**Task description**
Check every line below, and copy those that include "ordered".

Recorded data
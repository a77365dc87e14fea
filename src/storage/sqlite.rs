//! SQLite storage backend

use super::traits::{
    AssetRepository, EntityRepository, OpenStore, PersistenceManager, StorageError, StorageResult,
};
use crate::model::{Asset, AssetCollection, AssetId, AssetTimestamps, EntityId, NamedEntity, Tag};
use chrono::Utc;
use rusqlite::{params, Connection, OptionalExtension, Transaction};
use std::path::Path;
use std::sync::{Arc, Mutex, MutexGuard, PoisonError};
use uuid::Uuid;

/// Table layout of a name-identified entity and its link table
trait EntityTable: NamedEntity {
    const TABLE: &'static str;
    const NAME_COLUMN: &'static str;
    const LINK_TABLE: &'static str;
    const LINK_COLUMN: &'static str;
}

impl EntityTable for Tag {
    const TABLE: &'static str = "tags";
    const NAME_COLUMN: &'static str = "label";
    const LINK_TABLE: &'static str = "asset_tags";
    const LINK_COLUMN: &'static str = "tag_id";
}

impl EntityTable for AssetCollection {
    const TABLE: &'static str = "collections";
    const NAME_COLUMN: &'static str = "title";
    const LINK_TABLE: &'static str = "asset_collections";
    const LINK_COLUMN: &'static str = "collection_id";
}

/// SQLite-backed store
///
/// One database file with tables for assets, tags, collections and the two
/// link tables. Tag labels and collection titles carry a `UNIQUE` constraint,
/// so `add` is an atomic insert-if-absent even across processes.
/// Thread-safe via internal mutex on the connection.
pub struct SqliteStore {
    conn: Mutex<Connection>,
}

impl SqliteStore {
    fn init_schema(conn: &Connection) -> StorageResult<()> {
        conn.execute_batch(
            r#"
            CREATE TABLE IF NOT EXISTS assets (
                id TEXT PRIMARY KEY,
                title TEXT NOT NULL,
                caption TEXT NOT NULL,
                timestamps_json TEXT NOT NULL
            );

            -- Labels and titles compare with BINARY collation (case-sensitive)
            CREATE TABLE IF NOT EXISTS tags (
                id TEXT PRIMARY KEY,
                label TEXT NOT NULL UNIQUE
            );

            CREATE TABLE IF NOT EXISTS collections (
                id TEXT PRIMARY KEY,
                title TEXT NOT NULL UNIQUE
            );

            CREATE TABLE IF NOT EXISTS asset_tags (
                asset_id TEXT NOT NULL,
                tag_id TEXT NOT NULL,
                position INTEGER NOT NULL,
                PRIMARY KEY (asset_id, tag_id),
                FOREIGN KEY (asset_id) REFERENCES assets(id) ON DELETE CASCADE,
                FOREIGN KEY (tag_id) REFERENCES tags(id) ON DELETE CASCADE
            );

            CREATE TABLE IF NOT EXISTS asset_collections (
                asset_id TEXT NOT NULL,
                collection_id TEXT NOT NULL,
                position INTEGER NOT NULL,
                PRIMARY KEY (asset_id, collection_id),
                FOREIGN KEY (asset_id) REFERENCES assets(id) ON DELETE CASCADE,
                FOREIGN KEY (collection_id) REFERENCES collections(id) ON DELETE CASCADE
            );

            PRAGMA foreign_keys = ON;
            PRAGMA journal_mode = WAL;
            "#,
        )?;
        Ok(())
    }

    fn conn(&self) -> MutexGuard<'_, Connection> {
        self.conn.lock().unwrap_or_else(PoisonError::into_inner)
    }

    /// Persist a new asset (the creation flow). Every tag and collection the
    /// asset references must already be stored.
    pub fn add_asset(&self, asset: &Asset) -> StorageResult<()> {
        let mut conn = self.conn();
        let tx = conn.transaction()?;
        tx.execute(
            "INSERT INTO assets (id, title, caption, timestamps_json) VALUES (?1, ?2, ?3, ?4)",
            params![
                asset.id.to_string(),
                asset.title(),
                asset.caption(),
                serde_json::to_string(&asset.timestamps)?,
            ],
        )?;
        write_links(&tx, asset)?;
        tx.commit()?;
        Ok(())
    }

    /// Load an asset with its tags and collections
    pub fn load_asset(&self, id: &AssetId) -> StorageResult<Option<Asset>> {
        let conn = self.conn();
        let row = conn
            .query_row(
                "SELECT title, caption, timestamps_json FROM assets WHERE id = ?1",
                params![id.to_string()],
                |row| {
                    Ok((
                        row.get::<_, String>(0)?,
                        row.get::<_, String>(1)?,
                        row.get::<_, String>(2)?,
                    ))
                },
            )
            .optional()?;

        let Some((title, caption, timestamps_json)) = row else {
            return Ok(None);
        };

        let mut asset = Asset::with_id(*id);
        asset.set_title(title);
        asset.set_caption(caption);
        asset.timestamps = serde_json::from_str::<AssetTimestamps>(&timestamps_json)?;
        asset.set_tags(load_linked::<Tag>(&conn, id)?);
        asset.set_collections(load_linked::<AssetCollection>(&conn, id)?);
        Ok(Some(asset))
    }

    /// All tags, ordered by label
    pub fn list_tags(&self) -> StorageResult<Vec<Tag>> {
        list_entities(&self.conn())
    }

    /// All collections, ordered by title
    pub fn list_collections(&self) -> StorageResult<Vec<AssetCollection>> {
        list_entities(&self.conn())
    }
}

fn parse_uuid(raw: &str) -> StorageResult<Uuid> {
    Uuid::parse_str(raw).map_err(|e| StorageError::InvalidId(format!("{}: {}", raw, e)))
}

fn find_entity<E: EntityTable>(conn: &Connection, name: &str) -> StorageResult<Option<E>> {
    let sql = format!(
        "SELECT id, {col} FROM {table} WHERE {col} = ?1",
        col = E::NAME_COLUMN,
        table = E::TABLE
    );
    let row = conn
        .query_row(&sql, params![name], |row| {
            Ok((row.get::<_, String>(0)?, row.get::<_, String>(1)?))
        })
        .optional()?;

    match row {
        Some((id, name)) => Ok(Some(E::restore(EntityId::from_uuid(parse_uuid(&id)?), name))),
        None => Ok(None),
    }
}

fn add_entity<E: EntityTable>(conn: &Connection, entity: E) -> StorageResult<Arc<E>> {
    let sql = format!(
        "INSERT INTO {table} (id, {col}) VALUES (?1, ?2) ON CONFLICT({col}) DO NOTHING",
        col = E::NAME_COLUMN,
        table = E::TABLE
    );
    conn.execute(&sql, params![entity.id().to_string(), entity.name()])?;

    // Re-read so a concurrent winner's row is what we hand back
    find_entity::<E>(conn, entity.name())?
        .map(Arc::new)
        .ok_or(StorageError::Database(rusqlite::Error::QueryReturnedNoRows))
}

fn list_entities<E: EntityTable>(conn: &Connection) -> StorageResult<Vec<E>> {
    let sql = format!(
        "SELECT id, {col} FROM {table} ORDER BY {col}",
        col = E::NAME_COLUMN,
        table = E::TABLE
    );
    let mut stmt = conn.prepare(&sql)?;
    let rows = stmt.query_map([], |row| Ok((row.get::<_, String>(0)?, row.get::<_, String>(1)?)))?;

    let mut entities = Vec::new();
    for row in rows {
        let (id, name) = row?;
        entities.push(E::restore(EntityId::from_uuid(parse_uuid(&id)?), name));
    }
    Ok(entities)
}

fn load_linked<E: EntityTable>(conn: &Connection, asset_id: &AssetId) -> StorageResult<Vec<Arc<E>>> {
    let sql = format!(
        "SELECT e.id, e.{col} FROM {link} l JOIN {table} e ON e.id = l.{link_col} \
         WHERE l.asset_id = ?1 ORDER BY l.position",
        col = E::NAME_COLUMN,
        table = E::TABLE,
        link = E::LINK_TABLE,
        link_col = E::LINK_COLUMN
    );
    let mut stmt = conn.prepare(&sql)?;
    let rows = stmt.query_map(params![asset_id.to_string()], |row| {
        Ok((row.get::<_, String>(0)?, row.get::<_, String>(1)?))
    })?;

    let mut entities = Vec::new();
    for row in rows {
        let (id, name) = row?;
        entities.push(Arc::new(E::restore(EntityId::from_uuid(parse_uuid(&id)?), name)));
    }
    Ok(entities)
}

fn replace_links<E: EntityTable>(tx: &Transaction<'_>, asset_id: &AssetId, entities: &[Arc<E>]) -> StorageResult<()> {
    let asset_id = asset_id.to_string();
    tx.execute(
        &format!("DELETE FROM {} WHERE asset_id = ?1", E::LINK_TABLE),
        params![asset_id],
    )?;

    let sql = format!(
        "INSERT INTO {} (asset_id, {}, position) VALUES (?1, ?2, ?3)",
        E::LINK_TABLE,
        E::LINK_COLUMN
    );
    let mut stmt = tx.prepare(&sql)?;
    for (position, entity) in entities.iter().enumerate() {
        stmt.execute(params![asset_id, entity.id().to_string(), position as i64])?;
    }
    Ok(())
}

fn write_links(tx: &Transaction<'_>, asset: &Asset) -> StorageResult<()> {
    replace_links(tx, &asset.id, asset.tags())?;
    replace_links(tx, &asset.id, asset.collections())?;
    Ok(())
}

impl OpenStore for SqliteStore {
    fn open(path: impl AsRef<Path>) -> StorageResult<Self> {
        // Ensure parent directory exists
        if let Some(parent) = path.as_ref().parent() {
            std::fs::create_dir_all(parent)?;
        }

        let conn = Connection::open(path)?;
        Self::init_schema(&conn)?;

        Ok(Self {
            conn: Mutex::new(conn),
        })
    }

    fn open_in_memory() -> StorageResult<Self> {
        let conn = Connection::open_in_memory()?;
        Self::init_schema(&conn)?;

        Ok(Self {
            conn: Mutex::new(conn),
        })
    }
}

impl EntityRepository<Tag> for SqliteStore {
    fn find_by_name(&self, name: &str) -> StorageResult<Option<Arc<Tag>>> {
        Ok(find_entity::<Tag>(&self.conn(), name)?.map(Arc::new))
    }

    fn add(&self, entity: Tag) -> StorageResult<Arc<Tag>> {
        add_entity(&self.conn(), entity)
    }
}

impl EntityRepository<AssetCollection> for SqliteStore {
    fn find_by_name(&self, name: &str) -> StorageResult<Option<Arc<AssetCollection>>> {
        Ok(find_entity::<AssetCollection>(&self.conn(), name)?.map(Arc::new))
    }

    fn add(&self, entity: AssetCollection) -> StorageResult<Arc<AssetCollection>> {
        add_entity(&self.conn(), entity)
    }
}

impl AssetRepository for SqliteStore {
    fn update(&self, asset: &Asset) -> StorageResult<()> {
        let mut timestamps = asset.timestamps.clone();
        timestamps.modified_at = Some(Utc::now());

        let mut conn = self.conn();
        let tx = conn.transaction()?;
        let changed = tx.execute(
            "UPDATE assets SET title = ?2, caption = ?3, timestamps_json = ?4 WHERE id = ?1",
            params![
                asset.id.to_string(),
                asset.title(),
                asset.caption(),
                serde_json::to_string(&timestamps)?,
            ],
        )?;
        if changed == 0 {
            return Err(StorageError::AssetNotFound(asset.id.to_string()));
        }
        write_links(&tx, asset)?;
        tx.commit()?;
        Ok(())
    }
}

impl PersistenceManager for SqliteStore {
    fn is_new_object(&self, asset: &Asset) -> StorageResult<bool> {
        let count: i64 = self.conn().query_row(
            "SELECT COUNT(*) FROM assets WHERE id = ?1",
            params![asset.id.to_string()],
            |row| row.get(0),
        )?;
        Ok(count == 0)
    }
}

**Exercise solution**
    /// All tags, ordered by label
    /// All collections, ordered by title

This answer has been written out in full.